We observed significant cross-reactivity between HEV71- and CVA16-IgM ELISAs and several reasons can be advanced for this apparent lack of specificity. First, co-infection by the two viruses could occur, leading to simultaneous production of both HEV71- and CVA16-IgMs. This is ruled out by the real-time RT-PCR results, which never detected both of these two viruses. Second, there may have been prior infection with the other virus. If this prior infection had been several months before clinical presentation, the dominant immunoglobulin isotype would be IgG, with the level of IgM low or undetectable. More recent prior infection could be the explanation; although the virus itself would have been cleared and not detected, the corresponding IgM can persist for several weeks. In this case, it would be expected that the cross-reactive IgM would have been detected in the earliest samples that were collected. Figure 2 shows that cross-reactivity is delayed, taking a few days to become evident.

The third hypothesis, which we favor, is that the IgMs may recognize a common epitope between these two related viruses. Homology between HEV71 and CVA16 is 77% at the genome level and 89% for amino acid sequences [18]. The resulting antigenic similarity means that infection with one virus could elicit antibodies against a second enterovirus serotype. This hypothesis is supported by the observed cross-reactivity with other enteroviruses (Table 1).

For example, 38 of 122 (31.1%) CVA16 infected samples were positive for HEV71-IgM, a value comparable to the 14 of 49 (28.6%) samples from other enteroviral infections. In contrast, only 2 of 105 (1.9%) respiratory virus infected sera were HEV71-IgM positive. This is strong evidence against the hypothesis that this cross-reactivity is due to a recent prior infection to HEV71. It seems unlikely that about 30% of the patients infected with CVA16 or with other enteroviruses were previously infected by HEV71, while only 2% of the respiratory virus infected patients had this prior infection. Similarly, CVA16-IgM was apparently positive in 58 of 211 (27.5%) HEV71 infected samples, 16 of 48 (33.3%) of other enterovirus infections, but only 3 of 105 (2.9%) for other respiratory virus infected sera. It was demonstrated, by virus neutralization tests, that none of the patients infected with other enteroviruses or other respiratory viruses, was virus-positive for HEV71 or CVA16.

We suggest that infection with either HEV71 or CVA16 results in several IgMs, some that are specific for the infecting virus and others that cross-react with related enteroviruses. From a practical standpoint, ELISA yielding the higher OD450 value was successful in identifying whether the enteroviral infection was by HEV71 or CVA16 in most cases.

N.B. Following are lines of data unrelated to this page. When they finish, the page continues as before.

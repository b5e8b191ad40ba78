/*
 * flush.rs
 * Copyright (c) 2025 Posit, PBC
 *
 * Final pass that attaches errors to citation links in embedded HTML.
 */

//! Deferred error flushing.
//!
//! Citation links inside embedded HTML are serialized back into their data
//! attribute as soon as extraction leaves that HTML, so errors found later
//! (a named entry that never got content) cannot be attached to them at
//! that point. The registry keeps those errors by about id; this pass parses
//! every embedded HTML string again, in the same order as extraction, and
//! attaches them.

use crate::registry::ReferenceRegistry;
use crate::report::add_errors_to_node;
use selser_dom::{
    Document, ExtensionRegistry, NodeId, SerializeOptions, process_attribute_embedded_html,
    process_body_html,
};
use selser_error_reporting::{DiagnosticKind, DiagnosticMessageBuilder};

/// Attach every deferred error to its citation link.
///
/// Does nothing if no errors were deferred.
pub fn flush_deferred_errors(
    doc: &mut Document,
    extensions: &ExtensionRegistry,
    registry: &ReferenceRegistry,
) {
    if !registry.has_deferred_errors() {
        return;
    }
    tracing::debug!("attaching deferred citation errors");
    let root = doc.root();
    add_embedded_errors(doc, extensions, registry, root, 0);
}

fn add_embedded_errors(
    doc: &mut Document,
    extensions: &ExtensionRegistry,
    registry: &ReferenceRegistry,
    node: NodeId,
    depth: usize,
) {
    // Pre-order, as in extraction, with an explicit stack for plain nesting
    let mut stack: Vec<NodeId> = doc.children(node).iter().rev().copied().collect();
    while let Some(child) = stack.pop() {
        if !doc.is_element(child) {
            continue;
        }
        let mut proc = |doc: &mut Document, html: &str| {
            flush_string(doc, extensions, registry, html, depth + 1)
        };
        if doc.has_type_of(child, "mw:Extension/ref") {
            process_body_html(doc, child, &mut proc);
            let errs = doc
                .attr(child, "about")
                .and_then(|about| registry.deferred_errors(about));
            if let Some(errs) = errs {
                add_errors_to_node(doc, child, errs);
            }
        } else if doc.has_type_of(child, "mw:Extension/references") {
            process_body_html(doc, child, &mut proc);
        } else {
            process_attribute_embedded_html(doc, extensions, child, &mut proc);
        }
        stack.extend(doc.children(child).iter().rev().copied());
    }
}

fn flush_string(
    doc: &mut Document,
    extensions: &ExtensionRegistry,
    registry: &ReferenceRegistry,
    html: &str,
    depth: usize,
) -> String {
    let limit = registry.config().max_nesting_depth;
    if depth > limit {
        tracing::warn!(limit, "embedded content nested too deeply; not descending");
        doc.diagnostics_mut().add_diagnostic(
            DiagnosticMessageBuilder::from_catalog(DiagnosticKind::Warning, "C-4-3")
                .add_detail(format!("The limit is {} levels", limit))
                .build(),
        );
        return html.to_string();
    }
    let fragment = match doc.parse_fragment(html) {
        Ok(fragment) => fragment,
        Err(err) => {
            // Already reported by extraction
            tracing::debug!(error = %err, "leaving unparseable embedded HTML untouched");
            return html.to_string();
        }
    };
    add_embedded_errors(doc, extensions, registry, fragment, depth);
    doc.serialize(fragment, SerializeOptions::inner().verbatim())
}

This is an important result because it can be used as a predictor to distinguish these two causes HFMD. A small proportion of HEV71-infected children develop severe and sometimes fatal neurological and systemic complications over days or even hours [19] so early diagnosis of the infecting virus is crucial.

Conclusions

This study represents the first report of the kinetics of IgM in HEV71 and CVA16 infections. The IgM-capture ELISAs for HEV71 and CVA16 were found to be highly effective in correctly identifying the infecting virus. ELISAs have the advantage over RT-PCR to provide a convenient and relatively rapid diagnostic tool for HFMD infections. Assaying for both HEV71-IgM and CVA1-IgM can be deployed successfully as a cost-effective diagnosis of HFMD in clinical and public health laboratories.

Ethical approval

Approval was obtained from the Ethics Committee of Zhujiang Hospital. The parents of each subject gave informed written consent before collection of rectal swabs and serum samples.